Chikka's dream story: From ball-boy to golf champion
From longingly looking at the greens to fetching a ball— from practicing with a wooden stick to becoming caddie— and from sneaking in to the driving range only to be spotted as a top talent, Chikka epitomises the charm of Golf.
Imagine being from a poor background, witnessing the game of golf for the first time when you are just nine-years-old, becoming a ball-boy, rising on to become a caddie and eventually a player who is ranked 2nd in the IGU (Indian Golf Union) order of merit.
Maybe you can only imagine — but Senappa Chikkarangappa, or Chikka as he is fondly called, has done it in real life.
Chikka, 19, is the youngest player to have won the all-India Amateur Championship in 2009 and is the first golfer to win the all-India Amateur and Junior Championships. And that is a long way from fetching the ball from the rough as poshly dressed golfers got their swings wrong.
But the most interesting part about this upcoming player is the series of incredible events that led to him taking the game seriously.
Before he heads off for the Karnataka Golf Festival, Firstpost spoke to Chikka about his journey so far and he says that life took a complete turn after a golf course came up near his house.
"I saw people coming to play this game which I had never seen in my life... at first I thought it was hockey! But the greens attracted me. My friends would go and work there on weekends as ball-boys and earn some money. That's why I first went there and joined. From then on, it was all about watching the players and learning."
Chikka, overcome with curiosity to try the game himself would then practice in the village fields. "To tell you the truth, I stole some balls and would practice with a wooden stick. I then snuck into the driving range once and the coach saw me there. I was scared at first when he called me to his office, fearing a scolding and instead got an offer to take up the game."
What is even more surprising is that Chikka didn't even understand English — a language he is now fluent in. "When the coach was telling me to take up the game... I didn't know what he was saying! When someone translated it to me, I just said 'wow'!"

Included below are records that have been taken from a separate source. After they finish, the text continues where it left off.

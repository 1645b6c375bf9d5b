// 5.0: perpetual funding. trades accrue a time-weighted premium of VWAP over mark;
// once an interval the premium becomes a capped funding rate and is paid through cumulative funding.
// 5.1 hourly settlement. 5.2 continuous accrual. 5.3 expiry futures TWAP.

use crate::batch::VwapData;
use crate::market::{next_funding_timestamp, ExpiryFuturesMarketInfo, OracleRef, PerpetualFunding, PerpetualMarketInfo};
use crate::types::{round_amount, Timestamp};
use rust_decimal::Decimal;

/// Hours in the day the premium is averaged against.
const HOURS_PER_DAY: i64 = 24;

pub fn cap_funding_rate(rate: Decimal, cap: Decimal) -> Decimal {
    if rate.abs() > cap {
        if rate.is_sign_negative() {
            return -cap;
        }
        return cap;
    }
    rate
}

/// `cumulative_price / (time_interval × 24)`, zero when nothing traded in the interval.
pub fn hourly_twap(cumulative_price: Decimal, time_interval: i64) -> Decimal {
    if time_interval == 0 {
        return Decimal::ZERO;
    }
    cumulative_price / (Decimal::from(time_interval) * Decimal::from(HOURS_PER_DAY))
}

/// One funding payment.
#[derive(Debug, Clone, Copy, PartialEq, Eq)]
pub struct HourlyFunding {
    pub twap: Decimal,
    pub funding_rate: Decimal,
    /// `funding_rate × mark` per unit of position, added to cumulative funding
    pub payment: Decimal,
    pub cumulative_funding: Decimal,
    /// Timestamp the payment is for
    pub funding_timestamp: Timestamp,
}

pub fn is_funding_due(info: &PerpetualMarketInfo, now: Timestamp) -> bool {
    now >= info.next_funding_timestamp
}

// 5.1: the interval covered is from the previous boundary to the last trade accrual.
pub fn compute_hourly_funding(info: &PerpetualMarketInfo, funding: &PerpetualFunding, mark_price: Decimal) -> HourlyFunding {
    let funding_timestamp = info.next_funding_timestamp;
    let time_interval = funding.last_timestamp.as_secs() + info.funding_interval - funding_timestamp.as_secs();
    let twap = hourly_twap(funding.cumulative_price, time_interval);
    let funding_rate = cap_funding_rate(twap + info.hourly_interest_rate, info.hourly_funding_rate_cap);
    // rounded per unit, so every position's share is exact and longs pay what shorts receive
    let payment = round_amount(funding_rate * mark_price);
    HourlyFunding {
        twap,
        funding_rate,
        payment,
        cumulative_funding: funding.cumulative_funding + payment,
        funding_timestamp,
    }
}

/// Pays funding and opens the next interval.
pub fn apply_hourly_funding(info: &mut PerpetualMarketInfo, funding: &mut PerpetualFunding, mark_price: Decimal) -> HourlyFunding {
    let hourly = compute_hourly_funding(info, funding, mark_price);
    info.next_funding_timestamp = hourly.funding_timestamp.add_secs(info.funding_interval);
    funding.cumulative_funding = hourly.cumulative_funding;
    funding.cumulative_price = Decimal::ZERO;
    funding.last_timestamp = hourly.funding_timestamp;
    hourly
}

/// Realigns the schedule after the interval changed.
pub fn reschedule_funding(info: &mut PerpetualMarketInfo, now: Timestamp, funding_interval: i64) {
    info.funding_interval = funding_interval;
    info.next_funding_timestamp = next_funding_timestamp(now, funding_interval);
}

/// Premium of the block's trades over mark, per unit of mark.
pub fn synthetic_vwap_unit_delta(vwap: &VwapData, mark_price: Decimal) -> Option<Decimal> {
    if mark_price.is_zero() || vwap.is_empty() {
        return None;
    }
    Some((vwap.price - mark_price) / mark_price)
}

// 5.2: cumulative_price += Δt × (vwap − mark) / mark. returns false when nothing accrued.
pub fn accrue_vwap_premium(funding: &mut PerpetualFunding, vwap: &VwapData, mark_price: Decimal, now: Timestamp) -> bool {
    let Some(unit_delta) = synthetic_vwap_unit_delta(vwap, mark_price) else {
        return false;
    };
    let elapsed = Decimal::from(now.as_secs() - funding.last_timestamp.as_secs());
    funding.cumulative_price += elapsed * unit_delta;
    funding.last_timestamp = now;
    true
}

#[derive(Debug, Clone, PartialEq, Eq, thiserror::Error)]
pub enum TwapError {
    #[error("No cumulative price from the oracle")]
    MissingCumulativePrice,

    #[error("TWAP window was never opened")]
    MissingStartCumulativePrice,

    #[error("Base cumulative price decreased by {0}")]
    NegativeBaseDelta(Decimal),

    #[error("Quote cumulative price delta {0} is not positive")]
    NonPositiveQuoteDelta(Decimal),

    #[error("TWAP settlement price {0} is not positive")]
    NonPositivePrice(Decimal),
}

/// What the expiry schedule asks for at a given block time.
#[derive(Debug, Clone, Copy, PartialEq, Eq)]
pub enum ExpiryStep {
    Premature,
    /// Record the starting cumulative prices
    StartTwap,
    /// Waiting inside the TWAP window
    InWindow,
    Matured,
}

pub fn expiry_step(info: &ExpiryFuturesMarketInfo, now: Timestamp) -> ExpiryStep {
    if info.is_premature(now) {
        ExpiryStep::Premature
    } else if info.is_starting_maturation(now) {
        ExpiryStep::StartTwap
    } else if info.is_matured(now) {
        ExpiryStep::Matured
    } else {
        ExpiryStep::InWindow
    }
}

/// Opens the TWAP window at `now`.
pub fn start_expiry_twap(info: &mut ExpiryFuturesMarketInfo, now: Timestamp, base_cumulative: Decimal, quote_cumulative: Decimal) {
    info.twap_start_timestamp = now;
    info.start_base_cumulative_price = Some(base_cumulative);
    info.start_quote_cumulative_price = Some(quote_cumulative);
}

// 5.3: (Δbase / Δquote) scaled. a window of zero length settles at `spot`.
pub fn expiry_twap_settlement_price(
    info: &ExpiryFuturesMarketInfo,
    oracle: &OracleRef,
    now: Timestamp,
    base_cumulative: Decimal,
    quote_cumulative: Decimal,
    spot: Option<Decimal>,
) -> Result<Decimal, TwapError> {
    if now == info.twap_start_timestamp {
        return spot.ok_or(TwapError::MissingCumulativePrice);
    }
    let (Some(start_base), Some(start_quote)) = (info.start_base_cumulative_price, info.start_quote_cumulative_price) else {
        return Err(TwapError::MissingStartCumulativePrice);
    };

    let base_delta = base_cumulative - start_base;
    let quote_delta = quote_cumulative - start_quote;
    if base_delta.is_sign_negative() && !base_delta.is_zero() {
        return Err(TwapError::NegativeBaseDelta(base_delta));
    }
    if quote_delta <= Decimal::ZERO {
        return Err(TwapError::NonPositiveQuoteDelta(quote_delta));
    }

    let price = round_amount(oracle.scaled_price(base_delta / quote_delta));
    if price <= Decimal::ZERO {
        return Err(TwapError::NonPositivePrice(price));
    }
    Ok(price)
}

#[cfg(test)]
mod tests {
    use super::*;
    use rust_decimal_macros::dec;

    fn info() -> PerpetualMarketInfo {
        PerpetualMarketInfo {
            hourly_funding_rate_cap: dec!(0.000625),
            hourly_interest_rate: dec!(0.00000416666),
            next_funding_timestamp: Timestamp(7200),
            funding_interval: 3600,
        }
    }

    #[test]
    fn rate_is_clamped_both_ways() {
        assert_eq!(cap_funding_rate(dec!(0.01), dec!(0.000625)), dec!(0.000625));
        assert_eq!(cap_funding_rate(dec!(-0.01), dec!(0.000625)), dec!(-0.000625));
        assert_eq!(cap_funding_rate(dec!(0.0001), dec!(0.000625)), dec!(0.0001));
    }

    #[test]
    fn no_trades_pays_interest_only() {
        let funding = PerpetualFunding::new(Timestamp(3600));
        // last trade accrual at the previous boundary: empty interval
        let hourly = compute_hourly_funding(&info(), &funding, dec!(100));
        assert_eq!(hourly.twap, Decimal::ZERO);
        assert_eq!(hourly.funding_rate, dec!(0.00000416666));
        assert_eq!(hourly.payment, dec!(0.000416666));
    }

    #[test]
    fn hourly_settlement_resets_accumulator() {
        let mut info = info();
        let mut funding = PerpetualFunding {
            cumulative_funding: dec!(1),
            cumulative_price: dec!(36),
            last_timestamp: Timestamp(7200),
        };
        let hourly = apply_hourly_funding(&mut info, &mut funding, dec!(100));
        // 36 / (3600 × 24) = 0.000416.., plus interest, under the cap
        assert!(hourly.funding_rate < dec!(0.000625));
        assert!(hourly.payment.scale() <= crate::types::AMOUNT_DP);
        assert_eq!(funding.cumulative_funding, dec!(1) + hourly.payment);
        assert_eq!(funding.cumulative_price, Decimal::ZERO);
        assert_eq!(funding.last_timestamp, Timestamp(7200));
        assert_eq!(info.next_funding_timestamp, Timestamp(10800));
    }

    #[test]
    fn vwap_premium_accrues_over_time() {
        let mut funding = PerpetualFunding::new(Timestamp(100));
        let vwap = VwapData {
            price: dec!(101),
            quantity: dec!(2),
        };
        assert!(accrue_vwap_premium(&mut funding, &vwap, dec!(100), Timestamp(160)));
        assert_eq!(funding.cumulative_price, dec!(0.6));
        assert_eq!(funding.last_timestamp, Timestamp(160));

        assert!(!accrue_vwap_premium(&mut funding, &VwapData::default(), dec!(100), Timestamp(200)));
        assert!(!accrue_vwap_premium(&mut funding, &vwap, Decimal::ZERO, Timestamp(200)));
        assert_eq!(funding.last_timestamp, Timestamp(160));
    }

    #[test]
    fn expiry_twap_settles_on_cumulative_deltas() {
        let mut info = ExpiryFuturesMarketInfo::new(Timestamp(1000), 100);
        assert_eq!(expiry_step(&info, Timestamp(900)), ExpiryStep::StartTwap);
        start_expiry_twap(&mut info, Timestamp(900), dec!(1000), dec!(10));
        assert_eq!(expiry_step(&info, Timestamp(950)), ExpiryStep::InWindow);
        assert_eq!(expiry_step(&info, Timestamp(1000)), ExpiryStep::Matured);

        let oracle = OracleRef::new("ETH", "USDT");
        let price = expiry_twap_settlement_price(&info, &oracle, Timestamp(1000), dec!(21000), dec!(110), None).unwrap();
        assert_eq!(price, dec!(200));

        assert_eq!(
            expiry_twap_settlement_price(&info, &oracle, Timestamp(1000), dec!(900), dec!(110), None),
            Err(TwapError::NegativeBaseDelta(dec!(-100)))
        );
        assert_eq!(
            expiry_twap_settlement_price(&info, &oracle, Timestamp(1000), dec!(21000), dec!(10), None),
            Err(TwapError::NonPositiveQuoteDelta(Decimal::ZERO))
        );
        assert_eq!(
            expiry_twap_settlement_price(&info, &oracle, Timestamp(1000), dec!(1000), dec!(110), None),
            Err(TwapError::NonPositivePrice(Decimal::ZERO))
        );
    }
}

His coach Vijay Divecha knew about the expenses that come with training for the sport but he was so convinced of Chikka's talent that he managed to work things out with the Eagleton golf resort to allow the youngster a chance.
All this happened for the young golfer in the space of 6-8 months. Things were all falling into place for Chikka, but the biggest hurdle was his family: "My parents told me 'not happening'. I'm the only son and have two sisters. They asked me to get an education rather than play the game. But after a lot of convincing and a three-day hunger strike, I managed to get permission. The deal was that if I didn't do something within a year, golf was over for me."
And believe it or not, this golfer stunned his parents and golf followers in India with some outstanding performances. He came second in his first competitive golf tournament and then beat Khalin Joshi (the No.1 amateur golfer in India) in the next tournament.
"My photo was in the newspaper the next day and that was it."
Life had begun for Chikka. He is now planning to go professional by the end of this year and is selected to represent India at the World Amateur Team Championships.
Having learned the game by watching, we asked him whether golf was an easy game. "Not at all!" he said, before elaborating, "You need to be very strong mentally. I cannot say I was born with a talent for the game but it was about my swing being spotted early."
From longingly looking at the greens to fetching a ball — from practicing with a wooden stick to becoming caddie — and from sneaking in to the driving range only to be spotted as a top talent, Chikka epitomises the charm of golf.
But his reasoning still remains simple in contrast to the complicated technique behind the game: "While hitting a ball in cricket depends on the type of delivery, a golf ball is just there to be hit. It's all up to you on how to hit it."